Put another way, the consequences of removal for the health of a claimant who would not be able to access equivalent health care in their country of nationality as was available in this country, are plainly relevant to the question of proportionality. But when weighed against the public interest in ensuring that the limited resources of this country's health service are used to the best effect for the benefit of those for whom they are intended, those consequences do not weigh heavily in the claimant's favour but speak cogently in support of the public interest in removal."
Mr Ahmed submitted that Judge Taylor failed to carry out the task indicated there by failing to have proper regard to all the circumstances relied upon by the parties and in particular by not giving sufficient attention to the extent of the applicant's private life.
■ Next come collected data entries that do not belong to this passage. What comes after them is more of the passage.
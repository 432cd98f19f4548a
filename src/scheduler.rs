use crate::{step, Config, Error, Grid, Result};
use std::time::Duration;
use tokio::time::Instant;
use tracing::{debug, info};

/// Lifecycle of the step loop.
#[derive(Clone, Copy, Debug, PartialEq, Eq, Hash)]
pub enum SchedulerState {
    /// Nothing scheduled since creation, reset, load or an edit of a stable field.
    Idle,
    /// A step is pending.
    Running,
    /// The last step changed nothing; stays here until reset or an edit.
    StoppedStable,
    /// Paused by the user; the pending step was dropped.
    Cancelled,
}

/// What a single generation did.
#[derive(Clone, Copy, Debug, PartialEq, Eq)]
pub struct StepOutcome {
    pub changed: bool,
    /// Generation counter after the step.
    pub generation: u64,
    pub population: usize,
}

/// Read-only view handed to renderers.
#[derive(Clone, Debug, PartialEq, Eq)]
pub struct Snapshot {
    pub current: Grid,
    pub previous: Grid,
    pub generation: u64,
    pub state: SchedulerState,
}

/// Drives generations at a fixed delay.
///
/// The scheduler does not own a clock: every time-dependent call takes `now`,
/// and the owner is expected to call [`Scheduler::poll`] once
/// [`Scheduler::next_deadline`] has passed. There is at most one pending step,
/// and it exists exactly while the state is [`SchedulerState::Running`].
pub struct Scheduler {
    config: Config,
    current: Grid,
    previous: Grid,
    generation: u64,
    state: SchedulerState,
    pending_due: Option<Instant>,
}

impl Scheduler {
    pub fn new(config: Config) -> Result<Self> {
        config.validate()?;
        let blank = Grid::blank(config.size)?;
        Ok(Self {
            config,
            current: blank.clone(),
            previous: blank,
            generation: 0,
            state: SchedulerState::Idle,
            pending_due: None,
        })
    }

    pub fn config(&self) -> Config {
        self.config
    }

    pub fn current_grid(&self) -> &Grid {
        &self.current
    }

    /// Field as it was right before the most recent step.
    pub fn previous_grid(&self) -> &Grid {
        &self.previous
    }

    pub fn generation(&self) -> u64 {
        self.generation
    }

    pub fn state(&self) -> SchedulerState {
        self.state
    }

    pub fn is_running(&self) -> bool {
        self.state == SchedulerState::Running
    }

    pub fn snapshot(&self) -> Snapshot {
        Snapshot {
            current: self.current.clone(),
            previous: self.previous.clone(),
            generation: self.generation,
            state: self.state,
        }
    }

    /// When the pending step is due, if there is one.
    pub fn next_deadline(&self) -> Option<Instant> {
        self.pending_due
    }

    /// Time left until the pending step, zero if it is overdue.
    pub fn time_until_next_step(&self, now: Instant) -> Option<Duration> {
        self.pending_due.map(|due| due.saturating_duration_since(now))
    }

    /// Starts the loop with an immediate step.
    ///
    /// Returns `None` without doing anything if the loop is already running.
    pub fn run(&mut self, now: Instant) -> Option<StepOutcome> {
        if self.is_running() {
            return None;
        }
        Some(self.step_and_schedule(now))
    }

    /// Performs the pending step if it is due.
    pub fn poll(&mut self, now: Instant) -> Option<StepOutcome> {
        match self.pending_due {
            Some(due) if now >= due => {
                self.pending_due = None;
                Some(self.step_and_schedule(now))
            }
            _ => None,
        }
    }

    /// Drops the pending step. Does nothing unless running.
    pub fn pause(&mut self) {
        if !self.is_running() {
            return;
        }
        self.pending_due = None;
        self.state = SchedulerState::Cancelled;
        info!(generation = self.generation, "simulation paused");
    }

    /// Back to a blank field at generation 0.
    pub fn reset(&mut self) {
        self.pending_due = None;
        self.state = SchedulerState::Idle;
        self.generation = 0;
        // size was validated by `new`
        let size = self.config.size;
        self.current = Grid::from_buffer(size, vec![false; size * size]);
        self.previous = self.current.clone();
        info!(size, "simulation reset");
    }

    /// One generation without scheduling another; refused while running.
    pub fn step_once(&mut self) -> Option<StepOutcome> {
        if self.is_running() {
            return None;
        }
        let outcome = self.advance();
        self.state = if outcome.changed {
            SchedulerState::Idle
        } else {
            SchedulerState::StoppedStable
        };
        Some(outcome)
    }

    /// Flips one cell of the current field.
    ///
    /// Allowed in every state; a pending step keeps its deadline and will see
    /// the edit. The previous field and the generation counter are untouched.
    pub fn toggle_cell(&mut self, x: i64, y: i64) -> Result<()> {
        self.current = self.current.toggled(x, y)?;
        if self.state == SchedulerState::StoppedStable {
            self.state = SchedulerState::Idle;
        }
        Ok(())
    }

    /// Replaces the field with a new seed and starts over from generation 0.
    pub fn load(&mut self, grid: Grid) -> Result<()> {
        if grid.size() != self.config.size {
            return Err(Error::SizeMismatch {
                expected: self.config.size,
                actual: grid.size(),
            });
        }
        self.reset();
        info!(population = grid.population(), "seed loaded");
        self.current = grid;
        Ok(())
    }

    fn advance(&mut self) -> StepOutcome {
        let transition = step(&self.current);
        self.previous = self.current.clone();
        if transition.changed {
            self.current = transition.grid;
            self.generation += 1;
        }
        let outcome = StepOutcome {
            changed: transition.changed,
            generation: self.generation,
            population: self.current.population(),
        };
        debug!(
            generation = outcome.generation,
            population = outcome.population,
            changed = outcome.changed,
            "step"
        );
        outcome
    }

    fn step_and_schedule(&mut self, now: Instant) -> StepOutcome {
        let outcome = self.advance();
        if outcome.changed {
            self.state = SchedulerState::Running;
            self.pending_due = Some(now + self.config.step_delay);
        } else {
            self.state = SchedulerState::StoppedStable;
            self.pending_due = None;
            info!(
                generation = self.generation,
                population = outcome.population,
                "reached a stable configuration"
            );
        }
        outcome
    }
}
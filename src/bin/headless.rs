//! Runs a board in the terminal, printing every generation until it settles.

use anyhow::{bail, Context as _};
use clap::Parser;
use life_board::{Config, Grid, Pattern, SchedulerState, Session};
use std::time::Duration;

#[derive(Parser, Debug)]
#[command(version, about)]
struct Cli {
    /// Side length of the board
    #[arg(long, default_value_t = Config::DEFAULT_SIZE)]
    size: usize,

    /// Delay between generations in milliseconds
    #[arg(long, default_value_t = 1000)]
    delay_ms: u64,

    /// Preset to start from (block, beehive, blinker, toad, beacon, glider, r-pentomino)
    #[arg(long, conflicts_with = "random")]
    pattern: Option<String>,

    /// Start from a random board
    #[arg(long)]
    random: bool,

    /// Seed for `--random`
    #[arg(long, requires = "random")]
    seed: Option<u64>,

    /// Probability of a cell being alive for `--random`
    #[arg(long, default_value_t = 0.3)]
    fill_rate: f64,

    /// Pause after this many generations; oscillators never settle otherwise
    #[arg(long)]
    max_generations: Option<u64>,
}

fn seed(cli: &Cli) -> anyhow::Result<Grid> {
    if cli.random {
        return Grid::random(cli.size, cli.seed, cli.fill_rate).context("invalid random board");
    }
    let name = cli.pattern.as_deref().unwrap_or("glider");
    let pattern = Pattern::by_name(name)?;
    pattern.centered(cli.size).with_context(|| {
        format!(
            "{} does not fit a {}x{} board",
            pattern.name, cli.size, cli.size
        )
    })
}

fn print_board(generation: u64, state: SchedulerState, grid: &Grid) {
    println!(
        "generation {} ({:?}, population {})\n{}\n",
        generation,
        state,
        grid.population(),
        grid
    );
}

#[tokio::main(flavor = "current_thread")]
async fn main() -> anyhow::Result<()> {
    life_board::logging::init("info");

    let cli = Cli::parse();
    let config = Config::new(cli.size, Duration::from_millis(cli.delay_ms))
        .context("invalid board configuration")?;
    let session = Session::spawn(config, Some(seed(&cli)?))?;
    let mut snapshots = session.subscribe();

    let first = session.run().await?;
    print_board(first.generation, first.state, &first.current);
    let mut last_generation = first.generation;

    loop {
        let snapshot = snapshots.borrow_and_update().clone();
        if snapshot.generation != last_generation {
            print_board(snapshot.generation, snapshot.state, &snapshot.current);
            last_generation = snapshot.generation;
        }
        match snapshot.state {
            SchedulerState::Running => {}
            SchedulerState::StoppedStable => {
                println!("stable after {} generations", snapshot.generation);
                break;
            }
            state => bail!("simulation left the running state unexpectedly: {:?}", state),
        }
        if cli
            .max_generations
            .is_some_and(|max| snapshot.generation >= max)
        {
            session.pause().await?;
            println!("stopped at generation {}", snapshot.generation);
            break;
        }
        snapshots.changed().await.context("simulation task ended")?;
    }

    session.shutdown().await?;
    Ok(())
}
She accepted that there was a private life and that removal would be an interference with it, but it has to be said it is clear to me that the extent of the applicant's private life was very different indeed from that which was shown in clearly substantial and explicit evidence by the appellant in Akhalu.
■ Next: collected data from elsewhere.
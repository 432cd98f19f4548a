use crate::{count_neighbors, Grid};

/// Result of applying the rule to a whole field once.
#[derive(Clone, Debug, PartialEq, Eq)]
pub struct Transition {
    pub grid: Grid,
    /// Whether at least one cell differs from the input.
    pub changed: bool,
}

/// B3/S23: an alive cell survives with 2 or 3 neighbors, a dead cell is born
/// with exactly 3.
pub fn next_state(alive: bool, neighbors: u8) -> bool {
    matches!((alive, neighbors), (true, 2) | (true, 3) | (false, 3))
}

/// Computes the next generation.
///
/// Neighbor counts are always taken from `grid`, which is never written;
/// results go to a separate buffer that starts as a copy of the input.
pub fn step(grid: &Grid) -> Transition {
    let n = grid.size();
    let mut cells_next = grid.cells().to_vec();
    let mut changed = false;
    for y in 0..n {
        for x in 0..n {
            let alive = grid.cells()[x + y * n];
            let neighbors = count_neighbors(grid, x as i64, y as i64);
            let next = next_state(alive, neighbors);
            if next != alive {
                cells_next[x + y * n] = next;
                changed = true;
            }
        }
    }
    Transition {
        grid: if changed {
            Grid::from_buffer(n, cells_next)
        } else {
            grid.clone()
        },
        changed,
    }
}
So far as proportionality is concerned, essentially, as it seems to me, what it comes to is that the applicant seeks to stay here because certainly he suffered this most unfortunate accident while he was lawfully here; treatment has been afforded to him through the National Health Service, which I am willing to accept is more favourable and more suitable for him than the treatment that will be available for him in Pakistan, and what is more it does not involve any payment on his part. There is no doubt that he will be in a less favourable position in Pakistan, but as it seems to me, that is an issue which, as indicated in the paragraphs that I have read from Akhalu, is very rarely going to be sufficient to outweigh the public interest in removal and (as the Upper Tribunal put it in that case) the public interest in ensuring that the facilities of the National Health Service are principally applied to those who are lawfully here and who have the right to remain.
As I see it, the essence of the appeal involves no arguable point of law and is essentially a criticism of the judge's decision on the facts and accordingly it has no prospect of success. Accordingly, therefore, even waiving the issue of extension of time, and even treating the appeal by applying the first appeal tests instead of the second appeal tests, this appeal has no reasonable prospect of success and I accordingly refuse permission.